# Weighted Silver



## agpodt77339 (Dec 20, 2007)

Does anyone know the approximate silver-other metal/wax/fill stuff ratio in "weighted sterling" silver items? These items include things like candle holders, and salt shakers.
Thanks


----------



## lazersteve (Dec 20, 2007)

I'm sure the 'weighted' part varies from piewce to piece.

I bought 2 weighted candle holders and after peeeling away the sterling silver layer ended up with 30+ grams of sterling. The coating was about 1 mm thick all the way around.

The inside part looked like plaster of paris molded in the shape of the candle holder.

Steve


----------



## agpodt77339 (Dec 20, 2007)

How much did the candle holders weigh before peeling off the silver, and about how big were they? How did you peel off the silver?
Thanks


----------



## lazersteve (Dec 20, 2007)

I don't recall the weight of the holders before they were peeled.

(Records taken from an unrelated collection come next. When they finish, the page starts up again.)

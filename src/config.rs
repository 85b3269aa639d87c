//! Configuration System
//!
//! Handles loading configuration from files and environment variables.
//! Supports TOML config files and `SAFAR_*` environment variable overrides.

use serde::Deserialize;
use std::path::{Path, PathBuf};

use crate::store::NewTopic;

/// Main configuration structure
#[derive(Debug, Clone, Default, Deserialize)]
pub struct Config {
    #[serde(default)]
    pub storage: StorageConfig,

    #[serde(default)]
    pub api: ApiConfig,

    #[serde(default)]
    pub chat: ChatConfig,

    #[serde(default)]
    pub dataset: DatasetConfig,

    #[serde(default)]
    pub auth: AuthConfig,

    #[serde(default)]
    pub feed: FeedConfig,

    #[serde(default)]
    pub logging: LoggingConfig,
}

/// Data store configuration
#[derive(Debug, Clone, Deserialize)]
pub struct StorageConfig {
    #[serde(default = "default_data_dir")]
    pub data_dir: String,

    /// Inserts buffered per live channel
    #[serde(default = "default_channel_capacity")]
    pub channel_capacity: usize,
}

fn default_data_dir() -> String {
    dirs::data_local_dir()
        .map(|p| p.join("safar").to_string_lossy().to_string())
        .unwrap_or_else(|| "./safar_data".to_string())
}

fn default_channel_capacity() -> usize {
    256
}

impl Default for StorageConfig {
    fn default() -> Self {
        Self {
            data_dir: default_data_dir(),
            channel_capacity: default_channel_capacity(),
        }
    }
}

/// API server configuration
#[derive(Debug, Clone, Deserialize)]
pub struct ApiConfig {
    #[serde(default = "default_host")]
    pub host: String,

    #[serde(default = "default_port")]
    pub port: u16,

    #[serde(default)]
    pub cors_origins: Vec<String>,

    #[serde(default = "default_request_timeout")]
    pub request_timeout_secs: u64,

    #[serde(default = "default_max_ws_connections")]
    pub max_ws_connections: usize,
}

fn default_host() -> String {
    "0.0.0.0".to_string()
}

fn default_port() -> u16 {
    8082
}

fn default_request_timeout() -> u64 {
    30
}

fn default_max_ws_connections() -> usize {
    1000
}

impl Default for ApiConfig {
    fn default() -> Self {
        Self {
            host: default_host(),
            port: default_port(),
            cors_origins: vec![
                "http://localhost:5173".to_string(),
                "http://127.0.0.1:5173".to_string(),
            ],
            request_timeout_secs: default_request_timeout(),
            max_ws_connections: default_max_ws_connections(),
        }
    }
}

impl ApiConfig {
    /// Get the socket address string
    pub fn addr(&self) -> String {
        format!("{}:{}", self.host, self.port)
    }
}

/// Chat configuration
#[derive(Debug, Clone, Deserialize)]
pub struct ChatConfig {
    /// Messages returned when a client opens the chat
    #[serde(default = "default_history_limit")]
    pub history_limit: usize,

    /// Days a message is kept; 0 keeps messages forever
    #[serde(default = "default_retention_days")]
    pub retention_days: u32,

    #[serde(default = "default_retention_sweep")]
    pub retention_sweep_secs: u64,
}

fn default_history_limit() -> usize {
    100
}

fn default_retention_days() -> u32 {
    30
}

fn default_retention_sweep() -> u64 {
    3600
}

impl Default for ChatConfig {
    fn default() -> Self {
        Self {
            history_limit: default_history_limit(),
            retention_days: default_retention_days(),
            retention_sweep_secs: default_retention_sweep(),
        }
    }
}

/// Deals dataset location; the built-in sample is used when unset
#[derive(Debug, Clone, Default, Deserialize)]
pub struct DatasetConfig {
    pub deals_path: Option<PathBuf>,
    pub sharks_path: Option<PathBuf>,
}

/// Signed-in users
#[derive(Debug, Clone, Default, Deserialize)]
pub struct AuthConfig {
    #[serde(default)]
    pub users: Vec<UserEntry>,
}

/// A `[[auth.users]]` entry: bearer token and the profile it signs in as
#[derive(Debug, Clone, PartialEq, Eq, Deserialize)]
pub struct UserEntry {
    pub token: String,
    pub id: String,
    pub email: String,
    #[serde(default)]
    pub full_name: Option<String>,
}

/// Feed configuration
#[derive(Debug, Clone, Deserialize)]
pub struct FeedConfig {
    /// Topics written when the topics table is empty
    #[serde(default = "default_topics")]
    pub topics: Vec<NewTopic>,
}

fn default_topics() -> Vec<NewTopic> {
    [
        ("Deal Breakdowns", "Term sheets, equity and royalty structures", "🦈", "deals"),
        ("Founder Stories", "Life after the pitch", "🚀", "founders"),
        ("Shark Strategies", "How each shark picks a winner", "🎯", "sharks"),
        ("Industry Watch", "Sectors heating up on the show", "📈", "industries"),
    ]
    .into_iter()
    .map(|(title, description, icon, category)| NewTopic {
        title: title.to_string(),
        description: Some(description.to_string()),
        icon: icon.to_string(),
        category: category.to_string(),
        is_active: true,
    })
    .collect()
}

impl Default for FeedConfig {
    fn default() -> Self {
        Self {
            topics: default_topics(),
        }
    }
}

/// Logging configuration
#[derive(Debug, Clone, Deserialize)]
pub struct LoggingConfig {
    #[serde(default = "default_log_level")]
    pub level: String,

    #[serde(default = "default_log_format")]
    pub format: String,

    pub file: Option<String>,
}

fn default_log_level() -> String {
    "info".to_string()
}

fn default_log_format() -> String {
    "pretty".to_string()
}

impl Default for LoggingConfig {
    fn default() -> Self {
        Self {
            level: default_log_level(),
            format: default_log_format(),
            file: None,
        }
    }
}

impl Config {
    /// Load configuration from a file
    pub fn load(path: &Path) -> Result<Self, ConfigError> {
        let content = std::fs::read_to_string(path).map_err(|e| ConfigError::Io {
            path: path.to_path_buf(),
            error: e.to_string(),
        })?;

        Self::parse(&content).map_err(|error| ConfigError::Parse {
            path: path.to_path_buf(),
            error,
        })
    }

    /// Parse configuration from TOML text
    pub fn parse(content: &str) -> Result<Self, String> {
        toml::from_str(content).map_err(|e| e.to_string())
    }

    /// Load configuration from environment variables only
    pub fn from_env() -> Self {
        let mut config = Config::default();
        config.apply_env_overrides();
        config
    }

    /// Load configuration with environment variable overrides
    pub fn load_with_env(path: &Path) -> Result<Self, ConfigError> {
        let mut config = Self::load(path)?;
        config.apply_env_overrides();
        Ok(config)
    }

    /// Load from default locations or environment
    pub fn load_default() -> Self {
        let config_paths = [
            dirs::config_dir().map(|p| p.join("safar").join("config.toml")),
            Some(PathBuf::from("/etc/safar/config.toml")),
            Some(PathBuf::from("./config.toml")),
        ];

        for path in config_paths.iter().flatten() {
            if path.exists() {
                match Self::load_with_env(path) {
                    Ok(config) => {
                        tracing::info!("Loaded config from {:?}", path);
                        return config;
                    }
                    Err(e) => {
                        tracing::warn!("Failed to load config from {:?}: {}", path, e);
                    }
                }
            }
        }

        tracing::info!("Using default config with environment overrides");
        Self::from_env()
    }

    /// Apply `SAFAR_*` environment variable overrides
    pub fn apply_env_overrides(&mut self) {
        self.apply_overrides(|key| std::env::var(key).ok());
    }

    /// Apply overrides from any key lookup
    ///
    /// Values that fail to parse are ignored.
    pub fn apply_overrides(&mut self, lookup: impl Fn(&str) -> Option<String>) {
        // Storage overrides
        if let Some(data_dir) = lookup("SAFAR_DATA_DIR") {
            self.storage.data_dir = data_dir;
        }

        // API overrides
        if let Some(host) = lookup("SAFAR_API_HOST") {
            self.api.host = host;
        }
        if let Some(port) = lookup("SAFAR_API_PORT").and_then(|p| p.parse().ok()) {
            self.api.port = port;
        }

        // Chat overrides
        if let Some(days) = lookup("SAFAR_CHAT_RETENTION_DAYS").and_then(|d| d.parse().ok()) {
            self.chat.retention_days = days;
        }

        // Dataset overrides
        if let Some(path) = lookup("SAFAR_DEALS_PATH") {
            self.dataset.deals_path = Some(PathBuf::from(path));
        }
        if let Some(path) = lookup("SAFAR_SHARKS_PATH") {
            self.dataset.sharks_path = Some(PathBuf::from(path));
        }

        // Logging overrides
        if let Some(level) = lookup("SAFAR_LOG_LEVEL") {
            self.logging.level = level;
        }
        if let Some(format) = lookup("SAFAR_LOG_FORMAT") {
            self.logging.format = format;
        }
    }
}

/// Configuration errors
#[derive(Debug, thiserror::Error)]
pub enum ConfigError {
    #[error("Failed to read config file {path:?}: {error}")]
    Io { path: PathBuf, error: String },

    #[error("Failed to parse config file {path:?}: {error}")]
    Parse { path: PathBuf, error: String },
}

/// Generate a default config file content
pub fn generate_default_config() -> String {
    r#"# Safar Configuration
#
# Environment variables override these settings:
# - SAFAR_DATA_DIR
# - SAFAR_API_HOST
# - SAFAR_API_PORT
# - SAFAR_CHAT_RETENTION_DAYS
# - SAFAR_DEALS_PATH
# - SAFAR_SHARKS_PATH
# - SAFAR_LOG_LEVEL
# - SAFAR_LOG_FORMAT

[storage]
# Directory holding safar.db
data_dir = "~/.local/share/safar"

# Inserts buffered per live channel before slow subscribers resync
channel_capacity = 256

[api]
# API server host
host = "0.0.0.0"

# API server port
port = 8082

# Allowed CORS origins
cors_origins = ["http://localhost:5173", "http://127.0.0.1:5173"]

# Request timeout in seconds
request_timeout_secs = 30

# Concurrent WebSocket connections
max_ws_connections = 1000

[chat]
# Messages loaded when the chat opens
history_limit = 100

# Delete messages older than this many days (0 keeps everything)
retention_days = 30

# How often the retention sweep runs (seconds)
retention_sweep_secs = 3600

[dataset]
# Deals and sharks CSV files; the built-in sample is used when unset
# deals_path = "/var/lib/safar/deals.csv"
# sharks_path = "/var/lib/safar/sharks.csv"

# Bearer tokens accepted by the API
# [[auth.users]]
# token = "change-me"
# id = "user-1"
# email = "founder@example.com"
# full_name = "Founder"

# Topics written on first start
# [[feed.topics]]
# title = "Deal Breakdowns"
# description = "Term sheets, equity and royalty structures"
# icon = "🦈"
# category = "deals"

[logging]
# Log level: trace, debug, info, warn, error
level = "info"

# Log format: pretty (for development) or json (for production)
format = "pretty"

# Optional log file path
# file = "/var/log/safar/safar.log"
"#
    .to_string()
}

#[cfg(test)]
mod tests {
    use super::*;
    use std::collections::HashMap;
    use std::io::Write;
    use tempfile::tempdir;

    #[test]
    fn test_defaults() {
        let config = Config::default();
        assert_eq!(config.api.port, 8082);
        assert_eq!(config.chat.history_limit, 100);
        assert_eq!(config.chat.retention_days, 30);
        assert_eq!(config.storage.channel_capacity, 256);
        assert!(config.auth.users.is_empty());
        assert_eq!(config.feed.topics.len(), 4);
        assert!(config.dataset.deals_path.is_none());
    }

    #[test]
    fn test_default_template_parses() {
        let config = Config::parse(&generate_default_config()).unwrap();
        assert_eq!(config.api.request_timeout_secs, 30);
        assert_eq!(config.logging.format, "pretty");
        assert_eq!(config.feed.topics.len(), 4);
    }

    #[test]
    fn test_parse_users_and_topics() {
        let config = Config::parse(
            r#"
            [chat]
            retention_days = 0

            [[auth.users]]
            token = "t1"
            id = "u1"
            email = "asha@example.com"
            full_name = "Asha"

            [[auth.users]]
            token = "t2"
            id = "u2"
            email = "ravi@example.com"

            [[feed.topics]]
            title = "Only"
            icon = "💡"
            category = "general"
            "#,
        )
        .unwrap();

        assert_eq!(config.chat.retention_days, 0);
        assert_eq!(config.chat.history_limit, 100);
        assert_eq!(config.auth.users.len(), 2);
        assert_eq!(config.auth.users[1].full_name, None);
        assert_eq!(config.feed.topics.len(), 1);
        assert!(config.feed.topics[0].is_active);
    }

    #[test]
    fn test_overrides() {
        let vars: HashMap<&str, &str> = [
            ("SAFAR_API_PORT", "9000"),
            ("SAFAR_CHAT_RETENTION_DAYS", "7"),
            ("SAFAR_DEALS_PATH", "/tmp/deals.csv"),
            ("SAFAR_LOG_FORMAT", "json"),
        ]
        .into_iter()
        .collect();

        let mut config = Config::default();
        config.apply_overrides(|key| vars.get(key).map(|v| v.to_string()));

        assert_eq!(config.api.port, 9000);
        assert_eq!(config.chat.retention_days, 7);
        assert_eq!(
            config.dataset.deals_path,
            Some(PathBuf::from("/tmp/deals.csv"))
        );
        assert_eq!(config.logging.format, "json");
        assert_eq!(config.api.host, "0.0.0.0");
    }

    #[test]
    fn test_bad_override_ignored() {
        let mut config = Config::default();
        config.apply_overrides(|key| (key == "SAFAR_API_PORT").then(|| "nope".to_string()));
        assert_eq!(config.api.port, 8082);
    }

    #[test]
    fn test_load_errors_name_path() {
        let dir = tempdir().unwrap();
        let path = dir.path().join("config.toml");
        let mut file = std::fs::File::create(&path).unwrap();
        file.write_all(b"[api]\nport = \"not a number\"\n").unwrap();

        match Config::load(&path) {
            Err(ConfigError::Parse { path: p, .. }) => assert_eq!(p, path),
            other => panic!("expected parse error, got {:?}", other),
        }
        assert!(matches!(
            Config::load(&dir.path().join("missing.toml")),
            Err(ConfigError::Io { .. })
        ));
    }
}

They were just standard shaped short candle holders, nothing fancy.

Here's what they looked like:

Candle Holders

They couldn't have weighed more than a 1/2 pound each.


I peeled them with a set of diagonal cutters. I started by twisting the bottom plate off. Then I peeled in a spiral motion around the holder until the foils all came off in long sharp strips.

I'll try to locate the old bases and post some photos with the actual weights.

Steve


----------